The listing below contains a span that opens with the line containing "pub fn price_per_area(&self, input: &PropertyInput)" and closes with the line containing "impl fmt::Display for". Return that span exactly.

++++ DATA TO EXAMINE

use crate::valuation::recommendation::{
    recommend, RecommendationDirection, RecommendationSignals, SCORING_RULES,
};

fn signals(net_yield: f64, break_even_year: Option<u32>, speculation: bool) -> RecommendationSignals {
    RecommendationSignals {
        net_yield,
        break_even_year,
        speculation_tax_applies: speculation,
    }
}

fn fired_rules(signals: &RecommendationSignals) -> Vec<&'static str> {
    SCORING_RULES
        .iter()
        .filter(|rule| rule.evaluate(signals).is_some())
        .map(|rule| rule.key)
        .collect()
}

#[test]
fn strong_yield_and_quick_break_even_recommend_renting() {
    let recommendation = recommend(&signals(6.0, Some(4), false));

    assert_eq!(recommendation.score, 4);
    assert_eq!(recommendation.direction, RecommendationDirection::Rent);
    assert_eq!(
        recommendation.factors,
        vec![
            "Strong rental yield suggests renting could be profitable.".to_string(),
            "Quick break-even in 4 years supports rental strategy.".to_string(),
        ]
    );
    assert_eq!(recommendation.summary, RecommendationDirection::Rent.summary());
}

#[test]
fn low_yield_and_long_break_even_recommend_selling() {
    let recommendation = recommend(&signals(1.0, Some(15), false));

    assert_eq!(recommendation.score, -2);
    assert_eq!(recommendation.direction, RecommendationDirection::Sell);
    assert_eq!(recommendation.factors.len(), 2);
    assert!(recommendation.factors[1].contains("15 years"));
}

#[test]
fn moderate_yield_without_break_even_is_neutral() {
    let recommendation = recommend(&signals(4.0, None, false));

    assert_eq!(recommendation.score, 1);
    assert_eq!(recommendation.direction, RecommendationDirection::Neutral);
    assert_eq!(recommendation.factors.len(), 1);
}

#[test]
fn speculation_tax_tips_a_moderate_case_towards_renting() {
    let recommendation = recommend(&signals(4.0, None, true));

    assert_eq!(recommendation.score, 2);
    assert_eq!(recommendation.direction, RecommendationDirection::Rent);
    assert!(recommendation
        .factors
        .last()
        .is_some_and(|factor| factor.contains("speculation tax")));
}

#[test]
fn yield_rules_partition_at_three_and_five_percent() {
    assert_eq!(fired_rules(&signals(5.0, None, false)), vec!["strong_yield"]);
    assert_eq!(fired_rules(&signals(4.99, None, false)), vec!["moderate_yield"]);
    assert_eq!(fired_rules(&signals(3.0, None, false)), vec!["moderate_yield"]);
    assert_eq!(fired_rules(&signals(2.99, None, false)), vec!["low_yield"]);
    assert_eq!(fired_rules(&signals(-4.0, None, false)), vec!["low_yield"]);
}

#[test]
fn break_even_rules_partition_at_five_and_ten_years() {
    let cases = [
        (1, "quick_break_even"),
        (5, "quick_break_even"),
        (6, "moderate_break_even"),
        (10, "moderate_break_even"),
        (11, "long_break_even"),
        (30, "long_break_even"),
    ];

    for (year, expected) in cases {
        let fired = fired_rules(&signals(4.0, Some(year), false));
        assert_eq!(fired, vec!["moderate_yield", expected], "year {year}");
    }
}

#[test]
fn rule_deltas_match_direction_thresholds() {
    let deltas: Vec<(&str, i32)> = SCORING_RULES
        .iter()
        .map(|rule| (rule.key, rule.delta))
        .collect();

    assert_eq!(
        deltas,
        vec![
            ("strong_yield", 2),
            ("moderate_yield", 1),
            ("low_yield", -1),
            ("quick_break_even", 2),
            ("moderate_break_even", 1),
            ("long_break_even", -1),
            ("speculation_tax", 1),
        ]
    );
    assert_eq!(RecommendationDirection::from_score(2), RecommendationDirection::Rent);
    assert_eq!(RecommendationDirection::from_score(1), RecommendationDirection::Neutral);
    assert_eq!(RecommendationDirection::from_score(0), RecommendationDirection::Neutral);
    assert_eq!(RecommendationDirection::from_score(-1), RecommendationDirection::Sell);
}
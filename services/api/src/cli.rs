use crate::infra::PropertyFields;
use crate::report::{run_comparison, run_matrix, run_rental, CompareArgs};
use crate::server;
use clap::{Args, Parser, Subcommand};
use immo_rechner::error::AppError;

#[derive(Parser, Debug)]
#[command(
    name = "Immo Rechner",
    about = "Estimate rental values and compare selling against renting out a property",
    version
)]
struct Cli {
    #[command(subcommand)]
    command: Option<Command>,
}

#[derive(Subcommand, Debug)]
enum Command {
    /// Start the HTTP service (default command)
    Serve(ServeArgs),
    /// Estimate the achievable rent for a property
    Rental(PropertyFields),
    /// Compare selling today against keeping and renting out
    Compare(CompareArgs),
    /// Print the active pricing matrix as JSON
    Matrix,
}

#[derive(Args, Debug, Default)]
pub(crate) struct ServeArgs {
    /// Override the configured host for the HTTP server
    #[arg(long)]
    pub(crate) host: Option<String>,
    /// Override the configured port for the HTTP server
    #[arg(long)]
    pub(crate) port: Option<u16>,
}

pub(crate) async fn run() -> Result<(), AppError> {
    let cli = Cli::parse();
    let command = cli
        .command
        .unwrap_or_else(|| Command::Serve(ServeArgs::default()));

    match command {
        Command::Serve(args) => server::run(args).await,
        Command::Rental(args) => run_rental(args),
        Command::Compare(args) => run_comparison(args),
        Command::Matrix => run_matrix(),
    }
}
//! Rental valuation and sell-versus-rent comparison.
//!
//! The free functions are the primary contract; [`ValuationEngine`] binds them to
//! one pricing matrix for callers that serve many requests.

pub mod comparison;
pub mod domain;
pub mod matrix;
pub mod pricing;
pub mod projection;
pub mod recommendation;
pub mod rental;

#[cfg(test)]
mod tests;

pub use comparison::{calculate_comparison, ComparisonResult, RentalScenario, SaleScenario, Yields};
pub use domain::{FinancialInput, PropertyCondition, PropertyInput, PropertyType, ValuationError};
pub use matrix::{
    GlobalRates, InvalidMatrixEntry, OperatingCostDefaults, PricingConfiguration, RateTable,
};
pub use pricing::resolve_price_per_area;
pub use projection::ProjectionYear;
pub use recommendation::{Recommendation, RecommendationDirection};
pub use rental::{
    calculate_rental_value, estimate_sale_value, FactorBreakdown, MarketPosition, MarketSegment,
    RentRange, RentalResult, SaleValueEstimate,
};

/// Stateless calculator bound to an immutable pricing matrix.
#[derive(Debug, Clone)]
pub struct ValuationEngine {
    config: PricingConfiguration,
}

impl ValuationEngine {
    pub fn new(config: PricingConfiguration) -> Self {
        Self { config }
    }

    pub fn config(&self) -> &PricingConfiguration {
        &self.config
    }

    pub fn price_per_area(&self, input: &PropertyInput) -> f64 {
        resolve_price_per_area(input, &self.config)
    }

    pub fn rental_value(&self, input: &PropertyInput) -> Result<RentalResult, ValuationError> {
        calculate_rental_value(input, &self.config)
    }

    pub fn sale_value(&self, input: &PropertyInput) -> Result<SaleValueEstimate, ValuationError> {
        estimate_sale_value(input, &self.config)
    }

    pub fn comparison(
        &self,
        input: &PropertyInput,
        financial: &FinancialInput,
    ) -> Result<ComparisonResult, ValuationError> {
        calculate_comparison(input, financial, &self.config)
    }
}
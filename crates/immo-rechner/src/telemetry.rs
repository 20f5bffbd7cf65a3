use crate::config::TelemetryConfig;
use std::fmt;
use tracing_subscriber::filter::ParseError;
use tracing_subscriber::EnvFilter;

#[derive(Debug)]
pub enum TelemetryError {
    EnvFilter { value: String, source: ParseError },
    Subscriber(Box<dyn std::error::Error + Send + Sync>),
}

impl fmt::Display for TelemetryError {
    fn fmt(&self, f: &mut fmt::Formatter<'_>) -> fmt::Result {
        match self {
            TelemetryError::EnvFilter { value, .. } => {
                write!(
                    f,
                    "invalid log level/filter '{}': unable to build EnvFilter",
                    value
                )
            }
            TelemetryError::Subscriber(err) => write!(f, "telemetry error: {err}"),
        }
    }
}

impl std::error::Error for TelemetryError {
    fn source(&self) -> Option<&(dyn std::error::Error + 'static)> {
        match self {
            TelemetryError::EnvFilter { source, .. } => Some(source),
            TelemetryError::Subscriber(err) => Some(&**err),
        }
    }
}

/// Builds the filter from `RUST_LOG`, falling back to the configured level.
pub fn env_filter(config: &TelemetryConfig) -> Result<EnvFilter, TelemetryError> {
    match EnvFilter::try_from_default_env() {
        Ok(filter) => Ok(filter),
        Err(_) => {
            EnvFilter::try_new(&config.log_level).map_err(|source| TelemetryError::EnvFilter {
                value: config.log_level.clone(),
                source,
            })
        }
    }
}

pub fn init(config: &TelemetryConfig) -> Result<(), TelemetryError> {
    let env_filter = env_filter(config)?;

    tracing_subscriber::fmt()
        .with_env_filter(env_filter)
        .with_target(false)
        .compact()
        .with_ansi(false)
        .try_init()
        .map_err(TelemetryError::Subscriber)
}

++++++++

== ANSWER ==
    pub fn price_per_area(&self, input: &PropertyInput) -> f64 {
        resolve_price_per_area(input, &self.config)
    }

    pub fn rental_value(&self, input: &PropertyInput) -> Result<RentalResult, ValuationError> {
        calculate_rental_value(input, &self.config)
    }

    pub fn sale_value(&self, input: &PropertyInput) -> Result<SaleValueEstimate, ValuationError> {
        estimate_sale_value(input, &self.config)
    }

    pub fn comparison(
        &self,
        input: &PropertyInput,
        financial: &FinancialInput,
    ) -> Result<ComparisonResult, ValuationError> {
        calculate_comparison(input, financial, &self.config)
    }
}
filename crates/immo-rechner/src/telemetry.rs
repository 20f5bffbd7cf65a3
use crate::config::TelemetryConfig;
use std::fmt;
use tracing_subscriber::filter::ParseError;
use tracing_subscriber::EnvFilter;

#[derive(Debug)]
pub enum TelemetryError {
    EnvFilter { value: String, source: ParseError },
    Subscriber(Box<dyn std::error::Error + Send + Sync>),
}

impl fmt::Display for TelemetryError {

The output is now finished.